Background: Alopecia areata (AA) is a T-cell mediated putative autoimmune disease of hair follicles, which can be transferred by CD4+ T cells. However, whether T-helper (Th) 1 or Th2 cytokines are predominant has not yet been defined. Methods: To elucidate the importance of Th1 cells in the pathogenesis of AA we investigated the functional role of interferon (IFN)-gamma in the experimental induction of AA. Results: AA was experimentally induced by grafting full-thickness skin from AA-affected C3H/HeJ mice on to C3H/HeJ mice with a targeted deletion of the Th1 cytokine IFN-gamma gene (IFN gamma(-/-)) and on to wild-type mice (IFN gamma(+/+)). Results: While 90% of wild-type mice developed AA, none of the IFN gamma(-/-) mice exhibited hair loss.

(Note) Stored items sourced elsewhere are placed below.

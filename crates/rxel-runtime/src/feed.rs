#![forbid(unsafe_code)]

//! Change feed: per-field cells merged into one deduplicated event stream.
//!
//! Per field the pipeline is
//!
//! ```text
//! cell ─► effects (every raw write) ─► dedupe ─► (field, value)
//! ```
//!
//! and the per-field streams are merged in arrival order. The merged feed is
//! shared, so each cell has exactly one internal observer no matter how many
//! consumers subscribe to [`ChangeFeed::stream`].
//!
//! # Invariants
//!
//! 1. Effects run on every raw write, including writes of an equal value.
//! 2. Each maximal run of equal consecutive values of one field yields one
//!    [`ChangeEvent`].
//! 3. Cells replay their current value when the feed (re)connects, so
//!    effects also run for that replayed value.
//!
//! Writes made while nobody observes the feed update the cell silently; the
//! effects for the latest value run when the feed next connects.

use std::cell::RefCell;
use std::fmt;
use std::rc::Rc;

use rxel_core::{ComponentConfig, EffectError, EffectRegistry, EffectTarget, FieldConfig, Value};
use tracing::warn;

use crate::reactive::{Stream, ValueCell};

/// One deduplicated field change.
#[derive(Debug, Clone, PartialEq)]
pub struct ChangeEvent {
    pub field: String,
    pub value: Value,
}

/// Read view of an instance's current field values, handed to templates.
#[derive(Clone)]
pub struct Props {
    config: Rc<ComponentConfig>,
    cells: Rc<[ValueCell<Value>]>,
}

impl Props {
    /// Current value of `name`, or `None` for an undeclared field.
    #[must_use]
    pub fn get(&self, name: &str) -> Option<Value> {
        self.config.field_index(name).map(|i| self.cells[i].get())
    }

    /// Current value of `name`, `Undefined` for an undeclared field.
    #[must_use]
    pub fn value(&self, name: &str) -> Value {
        self.get(name).unwrap_or_default()
    }

    /// `(field, value)` pairs in declaration order.
    #[must_use]
    pub fn snapshot(&self) -> Vec<(String, Value)> {
        self.config
            .fields()
            .iter()
            .zip(self.cells.iter())
            .map(|(field, cell)| (field.name().to_owned(), cell.get()))
            .collect()
    }

    #[must_use]
    pub fn config(&self) -> &ComponentConfig {
        &self.config
    }
}

impl fmt::Debug for Props {
    fn fmt(&self, f: &mut fmt::Formatter<'_>) -> fmt::Result {
        f.debug_map().entries(self.snapshot()).finish()
    }
}

type ErrorSlot = Rc<RefCell<Option<EffectError>>>;

/// The cells of one instance and the shared change feed over them.
pub struct ChangeFeed {
    props: Props,
    stream: Stream<ChangeEvent>,
    errors: ErrorSlot,
}

impl ChangeFeed {
    /// Build cells seeded with `Undefined` and the feed over them.
    pub fn build(
        config: Rc<ComponentConfig>,
        effects: Rc<EffectRegistry>,
        host: Rc<dyn EffectTarget>,
    ) -> Self {
        let cells: Rc<[ValueCell<Value>]> = config
            .fields()
            .iter()
            .map(|_| ValueCell::new(Value::Undefined))
            .collect();
        let errors: ErrorSlot = Rc::new(RefCell::new(None));

        let per_field: Vec<Stream<ChangeEvent>> = config
            .fields()
            .iter()
            .zip(cells.iter())
            .map(|(field, cell)| {
                field_stream(
                    cell,
                    field.clone(),
                    Rc::clone(&effects),
                    Rc::clone(&host),
                    Rc::clone(&errors),
                )
            })
            .collect();

        Self {
            props: Props { config, cells },
            stream: Stream::merge(per_field).share(),
            errors,
        }
    }

    /// The shared change feed. Every call returns the same stream identity.
    #[must_use]
    pub fn stream(&self) -> Stream<ChangeEvent> {
        self.stream.clone()
    }

    #[must_use]
    pub fn props(&self) -> &Props {
        &self.props
    }

    #[must_use]
    pub fn config(&self) -> &ComponentConfig {
        &self.props.config
    }

    /// Write the field at `index` and report the first effect failure.
    pub fn write(&self, index: usize, value: Value) -> Result<(), EffectError> {
        self.props.cells[index].set(value);
        self.take_error().map_or(Ok(()), Err)
    }

    /// Take the first effect failure recorded since the last call.
    pub fn take_error(&self) -> Option<EffectError> {
        self.errors.borrow_mut().take()
    }
}

impl fmt::Debug for ChangeFeed {
    fn fmt(&self, f: &mut fmt::Formatter<'_>) -> fmt::Result {
        f.debug_struct("ChangeFeed")
            .field("props", &self.props)
            .field("stream", &self.stream)
            .finish()
    }
}

fn field_stream(
    cell: &ValueCell<Value>,
    field: FieldConfig,
    effects: Rc<EffectRegistry>,
    host: Rc<dyn EffectTarget>,
    errors: ErrorSlot,
) -> Stream<ChangeEvent> {
    let name = field.name().to_owned();
    cell.stream()
        .inspect(move |value: &Value| {
            if let Err(err) = effects.run(host.as_ref(), field.name(), value, &field) {
                warn!(field = field.name(), error = %err, "effect.failed");
                errors.borrow_mut().get_or_insert(err);
            }
        })
        .dedupe()
        .map(move |value: &Value| ChangeEvent {
            field: name.clone(),
            value: value.clone(),
        })
}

Immunohistochemistry of skin sections revealed a dense perifollicular and intrafollicular infiltrate of CD4+ and CD8+ T cells in controls, while in IFN gamma(-/-) mice skin-infiltrating CD8+ T cells were absent and the number of CD4+ cells was significantly reduced. Aberrant expression of major histocompatibility complex class I and II molecules in the putative immune-privileged infrainfundibular site of the hair follicle was found to be weaker in AA-resistant IFN gamma(-/-) mice than in control mice with AA. Flow cytometry revealed that leucocytes of IFN gamma(-/-) mice did not respond to the transfer of AA-affected skin. As distinct from IFN gamma(+/+) mice, neither T-cell activation markers nor Th1 cytokines were upregulated in draining lymph node cells or skin-infiltrating leucocytes of AA-resistant IFN gamma(-/-) mice. However, there was no evidence for a shift towards a Th2 cytokine profile, nor for upregulation of regulatory T cells in IFN gamma(-/-) mice. Conclusions: IFN gamma(-/-) mice fail to activate Th1 cells in response to the transplanted (auto)antigens, which suggests an essential requirement for IFN-gamma-mediated Th1 activation in the induction of AA.